ABOUT THIS TASK: Starting at the first line of the data below, retype every line up to and including the one containing "and travel as".

[Stored data]
↓↓↓
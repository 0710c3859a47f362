use axum::{
    http::StatusCode,
    response::{IntoResponse, Response},
    Json,
};
use serde_json::json;
use thiserror::Error;

/// Type alias for Result with ApiError
pub type ApiResult<T> = Result<T, ApiError>;

/// API-specific error types. Business rejections are NOT errors and travel as
/// `success: false` payloads; these variants cover transport-level failures only.
#[derive(Error, Debug, Clone)]
pub enum ApiError {
    /// The requested resource was not found.
    #[error("not found: {0}")]
    NotFound(String),

    /// The request was malformed or failed validation.
    #[error("bad request: {0}")]
    BadRequest(String),

    /// Internal server error.
    #[error("internal server error: {0}")]
    Internal(String),
}

impl IntoResponse for ApiError {
    fn into_response(self) -> Response {
        let (status, message) = match self {
            Self::NotFound(msg) => (StatusCode::NOT_FOUND, msg),
            Self::BadRequest(msg) => (StatusCode::BAD_REQUEST, msg),
            Self::Internal(msg) => (StatusCode::INTERNAL_SERVER_ERROR, msg),
        };

        let body = Json(json!({
            "success": false,
            "error": message,
        }));

        (status, body).into_response()
    }
}
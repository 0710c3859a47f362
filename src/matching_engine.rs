//--------------------------------------------------------------------------------------------------
// MODULE OVERVIEW
//--------------------------------------------------------------------------------------------------
// This module implements the cross-symbol matching engine: the single entry point for
// order submission and cancellation. It routes requests to per-symbol order books,
// assigns ids and sequence stamps, maintains the bounded recent-trades tail, and
// publishes market-data events to subscribers.
//
// | Component       | Description                                                       |
// |-----------------|-------------------------------------------------------------------|
// | MatchingEngine  | Registry of order books keyed by symbol, trades tail, event bus   |
// | OrderRequest    | A client's submission intent before validation                    |
//
//--------------------------------------------------------------------------------------------------
// FUNCTIONS
//--------------------------------------------------------------------------------------------------
// | Name            | Description                                   | Return Type            |
// |-----------------|-----------------------------------------------|------------------------|
// | submit          | Validate, route, match, publish               | SubmitResult           |
// | cancel          | Remove a resting order                        | bool                   |
// | orderbook       | Aggregated depth snapshot                     | Option<BookSnapshot>   |
// | bbo             | Best bid and offer                            | Option<Bbo>            |
// | recent_trades   | Filtered view of the bounded trades tail      | Vec<Trade>             |
// | subscribe       | Attach a market-data subscriber               | Subscription           |
//--------------------------------------------------------------------------------------------------

use std::collections::{HashMap, VecDeque};
use std::sync::Arc;

use parking_lot::{Mutex, RwLock};
use rust_decimal::Decimal;
use serde::{Deserialize, Serialize};
use tracing::{debug, info};
use uuid::Uuid;

use crate::config::SymbolSpec;
use crate::events::{EventBus, MarketDataEvent, Subscription};
use crate::orderbook::{BookSnapshot, OrderBook, SubmitResult};
use crate::types::{Bbo, Order, OrderType, RejectReason, Sequence, Side, Trade};

/// A client's intent to trade, as received from a collaborator. Ids are optional:
/// the engine generates one when absent, and rejects reuse of one it has seen.
#[derive(Debug, Clone, Serialize, Deserialize)]
pub struct OrderRequest {
    pub symbol: String,
    pub order_type: OrderType,
    pub side: Side,
    pub quantity: Decimal,
    #[serde(default)]
    pub price: Option<Decimal>,
    #[serde(default)]
    pub order_id: Option<Uuid>,
}

/// The cross-symbol matching engine. Each symbol's book is guarded by its own mutex,
/// so matching is serialized per symbol while symbols proceed in parallel; readers
/// take short locks and only ever observe post-mutation states.
#[derive(Debug)]
pub struct MatchingEngine {
    books: RwLock<HashMap<String, Arc<Mutex<OrderBook>>>>,
    recent_trades: Mutex<VecDeque<Trade>>,
    recent_trades_cap: usize,
    snapshot_depth: usize,
    bus: EventBus,
    sequence: Sequence,
}

impl MatchingEngine {
    /// Creates an engine with the default tail capacity (1000), snapshot depth (20),
    /// and subscriber queue capacity (1024). No symbols are registered.
    pub fn new() -> Self {
        Self::with_options(1000, 20, 1024)
    }

    /// Creates an engine with explicit capacities.
    pub fn with_options(
        recent_trades_cap: usize,
        snapshot_depth: usize,
        event_queue_cap: usize,
    ) -> Self {
        Self {
            books: RwLock::new(HashMap::new()),
            recent_trades: Mutex::new(VecDeque::with_capacity(recent_trades_cap)),
            recent_trades_cap,
            snapshot_depth,
            bus: EventBus::new("matching-engine", event_queue_cap),
            sequence: Sequence::new(),
        }
    }

    /// Registers a trading pair and creates its book. The book persists for the
    /// engine's lifetime. Returns false when the symbol already exists.
    pub fn register_symbol(&self, spec: SymbolSpec) -> bool {
        let mut books = self.books.write();
        if books.contains_key(&spec.name) {
            return false;
        }
        info!(
            symbol = %spec.name,
            price_scale = spec.price_scale,
            quantity_scale = spec.quantity_scale,
            "registered trading pair"
        );
        books.insert(
            spec.name.clone(),
            Arc::new(Mutex::new(OrderBook::new(
                spec.name,
                spec.price_scale,
                spec.quantity_scale,
            ))),
        );
        true
    }

    /// All registered symbols.
    pub fn symbols(&self) -> Vec<String> {
        let books = self.books.read();
        let mut symbols: Vec<String> = books.keys().cloned().collect();
        symbols.sort();
        symbols
    }

    /// Submits an order: validates, assigns id and sequence, matches it inside the
    /// symbol's guard, records trades, and publishes the events. Rejections come
    /// back as values with `order.status == Rejected`; nothing is published for them.
    pub fn submit(&self, request: OrderRequest) -> SubmitResult {
        let id = request.order_id.unwrap_or_else(Uuid::new_v4);
        let order = Order::new(
            id,
            request.symbol.clone(),
            request.order_type,
            request.side,
            request.price,
            request.quantity,
        );

        let Some(book) = self.book(&request.symbol) else {
            debug!(symbol = %request.symbol, order_id = %id, "order rejected: unknown symbol");
            return SubmitResult::rejected(order, RejectReason::UnknownSymbol(request.symbol));
        };

        let mut book = book.lock();
        let result = book.submit(order, &self.sequence);

        if let Some(reason) = &result.reason {
            debug!(order_id = %result.order.id, %reason, "order rejected");
            return result;
        }

        info!(
            order_id = %result.order.id,
            symbol = %result.order.symbol,
            status = ?result.order.status,
            trades = result.trades.len(),
            "order processed"
        );

        if !result.trades.is_empty() {
            let mut tail = self.recent_trades.lock();
            for trade in &result.trades {
                info!(
                    trade_id = %trade.trade_id,
                    symbol = %trade.symbol,
                    price = %trade.price,
                    quantity = %trade.quantity,
                    "trade executed"
                );
                if tail.len() == self.recent_trades_cap {
                    tail.pop_front();
                }
                tail.push_back(trade.clone());
            }
        }

        // Published while the book guard is held: the bus never blocks, and the
        // guard keeps one submission's events contiguous per subscriber.
        for trade in &result.trades {
            self.bus.publish(MarketDataEvent::Trade(trade.clone()));
        }
        self.bus
            .publish(MarketDataEvent::BookSnapshot(book.snapshot(self.snapshot_depth)));

        result
    }

    /// Cancels a resting order. Returns false for unknown symbols, unknown ids, and
    /// already-terminal orders; no state changes and nothing is published in that case.
    pub fn cancel(&self, symbol: &str, order_id: Uuid) -> bool {
        let Some(book) = self.book(symbol) else {
            return false;
        };
        let mut book = book.lock();
        match book.cancel(order_id) {
            Some(_) => {
                info!(%order_id, symbol, "order cancelled");
                self.bus
                    .publish(MarketDataEvent::BookSnapshot(book.snapshot(self.snapshot_depth)));
                true
            }
            None => false,
        }
    }

    /// Aggregated depth snapshot, `None` for unknown symbols.
    pub fn orderbook(&self, symbol: &str, depth: usize) -> Option<BookSnapshot> {
        let book = self.book(symbol)?;
        let book = book.lock();
        Some(book.snapshot(depth))
    }

    /// Serializable snapshots of every book, for collaborators that persist engine
    /// state. Each book is consistent in itself; no cross-symbol ordering is implied.
    pub fn snapshot_all(&self, depth: usize) -> Vec<BookSnapshot> {
        let books: Vec<Arc<Mutex<OrderBook>>> = {
            let books = self.books.read();
            books.values().cloned().collect()
        };
        let mut snapshots: Vec<BookSnapshot> =
            books.iter().map(|book| book.lock().snapshot(depth)).collect();
        snapshots.sort_by(|a, b| a.symbol.cmp(&b.symbol));
        snapshots
    }

    /// Best bid and offer, `None` for unknown symbols.
    pub fn bbo(&self, symbol: &str) -> Option<Bbo> {
        let book = self.book(symbol)?;
        let book = book.lock();
        Some(book.bbo())
    }

    /// The most recent trades, newest first, optionally filtered by symbol.
    pub fn recent_trades(&self, symbol: Option<&str>, limit: usize) -> Vec<Trade> {
        let tail = self.recent_trades.lock();
        tail.iter()
            .rev()
            .filter(|trade| symbol.map_or(true, |s| trade.symbol == s))
            .take(limit)
            .cloned()
            .collect()
    }

    /// Attaches a market-data subscriber.
    pub fn subscribe(&self) -> Subscription {
        self.bus.subscribe()
    }

    /// Detaches a subscriber. A detached subscriber's queue drains and closes.
    pub fn unsubscribe(&self, subscription_id: Uuid) -> bool {
        self.bus.unsubscribe(subscription_id)
    }

    pub fn subscriber_count(&self) -> usize {
        self.bus.subscriber_count()
    }

    fn book(&self, symbol: &str) -> Option<Arc<Mutex<OrderBook>>> {
        let books = self.books.read();
        books.get(symbol).cloned()
    }
}

impl Default for MatchingEngine {
    fn default() -> Self {
        Self::new()
    }
}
↑↑↑
FINISHED TASK:
repository 0710c3859a47f362
use axum::{
    http::StatusCode,
    response::{IntoResponse, Response},
    Json,
};
use serde_json::json;
use thiserror::Error;

/// Type alias for Result with ApiError
pub type ApiResult<T> = Result<T, ApiError>;

/// API-specific error types. Business rejections are NOT errors and travel as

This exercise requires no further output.